◆ WORK TASK:
Copy each line below that has "ApiMode".

[Data entries]
== Segment start ==

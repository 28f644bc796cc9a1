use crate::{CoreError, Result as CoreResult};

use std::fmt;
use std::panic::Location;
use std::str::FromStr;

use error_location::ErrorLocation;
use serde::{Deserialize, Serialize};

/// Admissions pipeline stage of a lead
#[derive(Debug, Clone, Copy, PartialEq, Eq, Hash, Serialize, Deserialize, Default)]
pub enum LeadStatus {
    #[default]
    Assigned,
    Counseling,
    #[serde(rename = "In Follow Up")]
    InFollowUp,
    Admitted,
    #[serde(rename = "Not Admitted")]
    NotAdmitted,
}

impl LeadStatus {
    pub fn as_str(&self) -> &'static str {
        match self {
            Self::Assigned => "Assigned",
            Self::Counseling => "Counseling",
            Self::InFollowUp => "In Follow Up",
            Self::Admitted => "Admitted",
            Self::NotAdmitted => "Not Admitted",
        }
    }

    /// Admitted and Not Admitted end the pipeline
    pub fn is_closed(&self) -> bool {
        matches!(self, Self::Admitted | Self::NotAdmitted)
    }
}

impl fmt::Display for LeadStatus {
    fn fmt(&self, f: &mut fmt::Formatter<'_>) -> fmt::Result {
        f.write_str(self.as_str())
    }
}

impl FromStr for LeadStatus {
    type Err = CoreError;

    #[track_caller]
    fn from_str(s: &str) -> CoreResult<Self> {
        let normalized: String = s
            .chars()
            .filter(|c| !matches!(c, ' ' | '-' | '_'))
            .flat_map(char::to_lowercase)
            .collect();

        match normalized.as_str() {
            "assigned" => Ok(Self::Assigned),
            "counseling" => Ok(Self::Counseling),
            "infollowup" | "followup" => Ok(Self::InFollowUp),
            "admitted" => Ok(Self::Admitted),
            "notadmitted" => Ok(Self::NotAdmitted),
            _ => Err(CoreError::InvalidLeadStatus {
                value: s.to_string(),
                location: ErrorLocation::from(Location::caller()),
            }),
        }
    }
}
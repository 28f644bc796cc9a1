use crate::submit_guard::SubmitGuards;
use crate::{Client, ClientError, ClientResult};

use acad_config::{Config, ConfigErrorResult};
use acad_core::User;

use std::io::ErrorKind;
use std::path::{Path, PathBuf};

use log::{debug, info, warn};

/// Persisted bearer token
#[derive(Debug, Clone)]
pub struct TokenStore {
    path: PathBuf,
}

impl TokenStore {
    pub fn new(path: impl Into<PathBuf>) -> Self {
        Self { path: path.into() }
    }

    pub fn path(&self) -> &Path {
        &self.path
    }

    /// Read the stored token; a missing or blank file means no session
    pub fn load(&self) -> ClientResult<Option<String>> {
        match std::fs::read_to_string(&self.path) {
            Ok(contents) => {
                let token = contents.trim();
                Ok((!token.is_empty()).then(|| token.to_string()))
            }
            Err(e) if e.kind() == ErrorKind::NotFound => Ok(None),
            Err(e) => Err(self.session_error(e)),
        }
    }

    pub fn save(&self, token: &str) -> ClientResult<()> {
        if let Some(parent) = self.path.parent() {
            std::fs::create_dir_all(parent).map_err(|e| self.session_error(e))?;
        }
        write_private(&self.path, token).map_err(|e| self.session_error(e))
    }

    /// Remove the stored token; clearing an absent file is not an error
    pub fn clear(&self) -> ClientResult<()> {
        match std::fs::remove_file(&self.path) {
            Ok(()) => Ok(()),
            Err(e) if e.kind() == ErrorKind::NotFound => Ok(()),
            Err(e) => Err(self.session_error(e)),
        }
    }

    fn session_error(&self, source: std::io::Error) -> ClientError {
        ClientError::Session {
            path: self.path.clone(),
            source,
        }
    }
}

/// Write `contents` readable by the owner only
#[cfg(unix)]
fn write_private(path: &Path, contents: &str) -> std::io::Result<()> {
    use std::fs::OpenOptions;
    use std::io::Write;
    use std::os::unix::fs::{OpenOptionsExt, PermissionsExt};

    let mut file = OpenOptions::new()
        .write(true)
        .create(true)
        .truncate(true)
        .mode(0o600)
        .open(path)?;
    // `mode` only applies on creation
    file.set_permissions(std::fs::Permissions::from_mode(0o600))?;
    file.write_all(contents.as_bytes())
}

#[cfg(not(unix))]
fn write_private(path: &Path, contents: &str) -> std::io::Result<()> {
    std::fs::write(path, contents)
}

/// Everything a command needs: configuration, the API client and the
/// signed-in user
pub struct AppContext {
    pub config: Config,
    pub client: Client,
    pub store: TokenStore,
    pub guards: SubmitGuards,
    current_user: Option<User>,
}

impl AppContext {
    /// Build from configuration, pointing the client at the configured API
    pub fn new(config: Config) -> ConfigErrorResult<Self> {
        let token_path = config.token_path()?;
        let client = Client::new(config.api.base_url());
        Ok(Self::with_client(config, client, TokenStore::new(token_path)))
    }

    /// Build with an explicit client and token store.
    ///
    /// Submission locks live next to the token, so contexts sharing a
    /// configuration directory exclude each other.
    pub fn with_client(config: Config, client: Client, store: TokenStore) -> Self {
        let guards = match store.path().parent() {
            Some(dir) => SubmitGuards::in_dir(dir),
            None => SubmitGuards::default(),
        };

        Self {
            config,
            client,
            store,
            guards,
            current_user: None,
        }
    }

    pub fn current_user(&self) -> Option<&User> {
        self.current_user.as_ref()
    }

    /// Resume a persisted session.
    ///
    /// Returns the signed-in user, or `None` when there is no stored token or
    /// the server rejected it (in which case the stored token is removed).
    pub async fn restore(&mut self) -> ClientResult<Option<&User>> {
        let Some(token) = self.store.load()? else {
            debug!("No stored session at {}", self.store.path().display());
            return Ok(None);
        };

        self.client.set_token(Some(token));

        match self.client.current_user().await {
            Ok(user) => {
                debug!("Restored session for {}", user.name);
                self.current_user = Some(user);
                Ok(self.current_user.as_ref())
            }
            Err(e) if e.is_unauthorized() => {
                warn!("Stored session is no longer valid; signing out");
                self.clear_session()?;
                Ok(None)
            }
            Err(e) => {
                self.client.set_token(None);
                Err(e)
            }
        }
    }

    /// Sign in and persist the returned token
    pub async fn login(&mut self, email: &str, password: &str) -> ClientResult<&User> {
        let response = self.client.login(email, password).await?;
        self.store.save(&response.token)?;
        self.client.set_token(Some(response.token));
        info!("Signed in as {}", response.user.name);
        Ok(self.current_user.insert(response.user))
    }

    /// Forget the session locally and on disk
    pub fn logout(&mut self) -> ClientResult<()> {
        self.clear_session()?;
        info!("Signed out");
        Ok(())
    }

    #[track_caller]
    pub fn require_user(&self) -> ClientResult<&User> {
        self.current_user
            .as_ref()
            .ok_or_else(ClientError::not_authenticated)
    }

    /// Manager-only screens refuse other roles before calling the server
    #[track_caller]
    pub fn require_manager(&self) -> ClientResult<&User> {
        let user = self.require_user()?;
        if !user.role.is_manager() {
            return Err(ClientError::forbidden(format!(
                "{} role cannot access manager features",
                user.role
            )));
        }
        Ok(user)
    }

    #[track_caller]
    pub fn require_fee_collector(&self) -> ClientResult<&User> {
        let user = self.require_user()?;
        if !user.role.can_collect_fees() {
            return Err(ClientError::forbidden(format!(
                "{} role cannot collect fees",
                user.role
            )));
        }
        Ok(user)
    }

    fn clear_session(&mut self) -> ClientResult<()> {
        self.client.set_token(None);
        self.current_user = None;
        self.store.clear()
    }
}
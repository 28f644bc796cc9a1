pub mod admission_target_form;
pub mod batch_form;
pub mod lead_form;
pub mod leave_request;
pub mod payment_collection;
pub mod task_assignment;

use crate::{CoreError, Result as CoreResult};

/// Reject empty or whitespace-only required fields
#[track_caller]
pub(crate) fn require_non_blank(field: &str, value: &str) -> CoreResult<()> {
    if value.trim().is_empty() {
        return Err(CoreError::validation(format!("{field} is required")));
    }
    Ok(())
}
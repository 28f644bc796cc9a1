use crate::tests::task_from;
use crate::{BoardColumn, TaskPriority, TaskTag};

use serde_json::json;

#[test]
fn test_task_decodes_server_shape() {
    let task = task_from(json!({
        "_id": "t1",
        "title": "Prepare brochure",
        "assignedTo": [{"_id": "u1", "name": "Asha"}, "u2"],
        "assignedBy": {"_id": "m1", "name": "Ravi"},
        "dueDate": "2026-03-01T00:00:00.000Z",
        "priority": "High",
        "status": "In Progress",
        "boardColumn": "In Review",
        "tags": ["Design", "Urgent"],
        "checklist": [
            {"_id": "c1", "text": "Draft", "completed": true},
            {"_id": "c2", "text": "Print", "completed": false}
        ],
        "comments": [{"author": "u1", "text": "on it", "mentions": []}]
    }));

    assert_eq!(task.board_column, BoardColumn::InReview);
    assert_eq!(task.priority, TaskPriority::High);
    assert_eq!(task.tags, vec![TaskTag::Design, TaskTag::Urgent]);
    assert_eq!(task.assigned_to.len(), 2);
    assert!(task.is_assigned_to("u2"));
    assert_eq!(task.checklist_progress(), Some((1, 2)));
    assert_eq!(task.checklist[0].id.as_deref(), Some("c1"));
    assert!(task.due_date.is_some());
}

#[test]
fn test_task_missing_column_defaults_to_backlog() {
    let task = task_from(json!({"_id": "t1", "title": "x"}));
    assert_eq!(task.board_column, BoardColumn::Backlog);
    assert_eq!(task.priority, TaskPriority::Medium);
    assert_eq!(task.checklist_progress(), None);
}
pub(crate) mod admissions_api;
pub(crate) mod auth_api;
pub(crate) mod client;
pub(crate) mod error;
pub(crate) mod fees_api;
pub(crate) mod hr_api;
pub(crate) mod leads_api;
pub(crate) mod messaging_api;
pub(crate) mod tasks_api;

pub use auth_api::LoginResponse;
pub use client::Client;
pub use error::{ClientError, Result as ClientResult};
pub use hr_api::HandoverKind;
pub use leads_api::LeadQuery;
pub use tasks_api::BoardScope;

== Segment end ==
== Segment start ==

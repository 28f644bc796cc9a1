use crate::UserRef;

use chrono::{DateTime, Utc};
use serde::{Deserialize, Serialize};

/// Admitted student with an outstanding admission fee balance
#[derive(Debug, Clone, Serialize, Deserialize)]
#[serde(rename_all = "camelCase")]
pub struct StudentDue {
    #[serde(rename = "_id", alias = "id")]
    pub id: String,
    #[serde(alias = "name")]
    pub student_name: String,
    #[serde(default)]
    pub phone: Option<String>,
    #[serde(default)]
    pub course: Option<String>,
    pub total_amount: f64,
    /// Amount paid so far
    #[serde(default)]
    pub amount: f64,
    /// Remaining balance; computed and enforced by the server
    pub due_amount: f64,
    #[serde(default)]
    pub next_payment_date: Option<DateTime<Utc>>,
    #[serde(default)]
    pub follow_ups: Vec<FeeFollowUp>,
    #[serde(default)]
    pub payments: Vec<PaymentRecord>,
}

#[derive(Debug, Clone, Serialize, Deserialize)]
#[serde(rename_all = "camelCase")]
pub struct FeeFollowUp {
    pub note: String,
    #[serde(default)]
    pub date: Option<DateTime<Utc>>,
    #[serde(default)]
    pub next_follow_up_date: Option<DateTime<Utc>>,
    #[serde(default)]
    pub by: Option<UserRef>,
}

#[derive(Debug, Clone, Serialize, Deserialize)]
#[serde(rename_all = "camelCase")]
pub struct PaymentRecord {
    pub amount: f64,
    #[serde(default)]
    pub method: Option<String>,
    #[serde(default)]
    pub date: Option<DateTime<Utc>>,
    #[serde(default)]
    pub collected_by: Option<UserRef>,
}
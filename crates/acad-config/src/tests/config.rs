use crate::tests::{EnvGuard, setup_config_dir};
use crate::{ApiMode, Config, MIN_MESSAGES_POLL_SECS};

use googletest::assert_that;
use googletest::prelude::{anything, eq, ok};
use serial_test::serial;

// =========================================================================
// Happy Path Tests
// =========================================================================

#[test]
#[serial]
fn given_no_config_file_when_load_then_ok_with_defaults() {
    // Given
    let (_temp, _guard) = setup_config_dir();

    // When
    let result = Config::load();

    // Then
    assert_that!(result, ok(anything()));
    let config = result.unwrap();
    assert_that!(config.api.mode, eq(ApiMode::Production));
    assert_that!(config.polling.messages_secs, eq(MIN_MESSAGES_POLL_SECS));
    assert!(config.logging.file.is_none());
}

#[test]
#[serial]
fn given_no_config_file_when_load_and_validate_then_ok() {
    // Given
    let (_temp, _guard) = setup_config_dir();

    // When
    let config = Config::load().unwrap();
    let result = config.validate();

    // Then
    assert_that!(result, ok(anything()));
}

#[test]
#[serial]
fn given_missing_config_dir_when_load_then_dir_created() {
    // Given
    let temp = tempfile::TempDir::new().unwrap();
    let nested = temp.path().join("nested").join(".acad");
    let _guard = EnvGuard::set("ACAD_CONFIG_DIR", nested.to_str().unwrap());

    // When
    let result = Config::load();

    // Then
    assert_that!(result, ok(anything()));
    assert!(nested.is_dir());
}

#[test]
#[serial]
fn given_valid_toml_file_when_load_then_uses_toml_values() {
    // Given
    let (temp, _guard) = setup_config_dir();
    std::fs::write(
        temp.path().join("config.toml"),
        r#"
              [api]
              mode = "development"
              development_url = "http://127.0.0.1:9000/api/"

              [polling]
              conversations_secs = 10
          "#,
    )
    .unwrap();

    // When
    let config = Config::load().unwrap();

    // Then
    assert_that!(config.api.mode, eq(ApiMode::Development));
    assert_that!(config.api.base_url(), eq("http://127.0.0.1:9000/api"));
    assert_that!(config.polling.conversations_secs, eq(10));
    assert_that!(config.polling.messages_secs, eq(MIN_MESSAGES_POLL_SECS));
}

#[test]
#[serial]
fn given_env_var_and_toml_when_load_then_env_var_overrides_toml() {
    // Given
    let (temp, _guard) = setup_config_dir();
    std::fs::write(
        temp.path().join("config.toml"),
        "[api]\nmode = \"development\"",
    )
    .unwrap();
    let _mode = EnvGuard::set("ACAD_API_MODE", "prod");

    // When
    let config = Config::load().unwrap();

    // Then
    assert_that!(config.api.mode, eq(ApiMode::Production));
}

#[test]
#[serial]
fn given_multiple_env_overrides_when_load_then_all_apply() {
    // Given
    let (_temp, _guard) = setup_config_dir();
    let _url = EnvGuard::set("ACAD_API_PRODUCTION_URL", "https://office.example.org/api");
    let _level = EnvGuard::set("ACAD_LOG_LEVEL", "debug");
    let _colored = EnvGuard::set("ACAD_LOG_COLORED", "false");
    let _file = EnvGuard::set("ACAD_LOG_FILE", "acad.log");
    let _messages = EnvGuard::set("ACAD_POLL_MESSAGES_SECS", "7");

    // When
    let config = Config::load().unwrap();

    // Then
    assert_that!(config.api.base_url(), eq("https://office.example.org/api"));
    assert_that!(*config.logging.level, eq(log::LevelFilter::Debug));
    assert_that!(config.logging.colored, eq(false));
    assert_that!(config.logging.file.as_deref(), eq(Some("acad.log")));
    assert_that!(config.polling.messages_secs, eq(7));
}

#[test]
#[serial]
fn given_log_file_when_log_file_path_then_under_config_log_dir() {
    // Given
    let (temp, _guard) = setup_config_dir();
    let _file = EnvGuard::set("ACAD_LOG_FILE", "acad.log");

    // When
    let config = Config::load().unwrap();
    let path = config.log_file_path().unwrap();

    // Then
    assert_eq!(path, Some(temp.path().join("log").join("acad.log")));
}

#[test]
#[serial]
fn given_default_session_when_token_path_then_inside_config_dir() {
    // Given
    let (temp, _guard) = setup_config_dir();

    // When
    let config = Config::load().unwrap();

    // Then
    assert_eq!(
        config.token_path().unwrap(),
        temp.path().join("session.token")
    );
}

== Segment end ==

◆ ANSWER TO THIS PROBLEM:
use crate::{ApiMode, Config, MIN_MESSAGES_POLL_SECS};
    assert_that!(config.api.mode, eq(ApiMode::Production));
    assert_that!(config.api.mode, eq(ApiMode::Development));
    assert_that!(config.api.mode, eq(ApiMode::Production));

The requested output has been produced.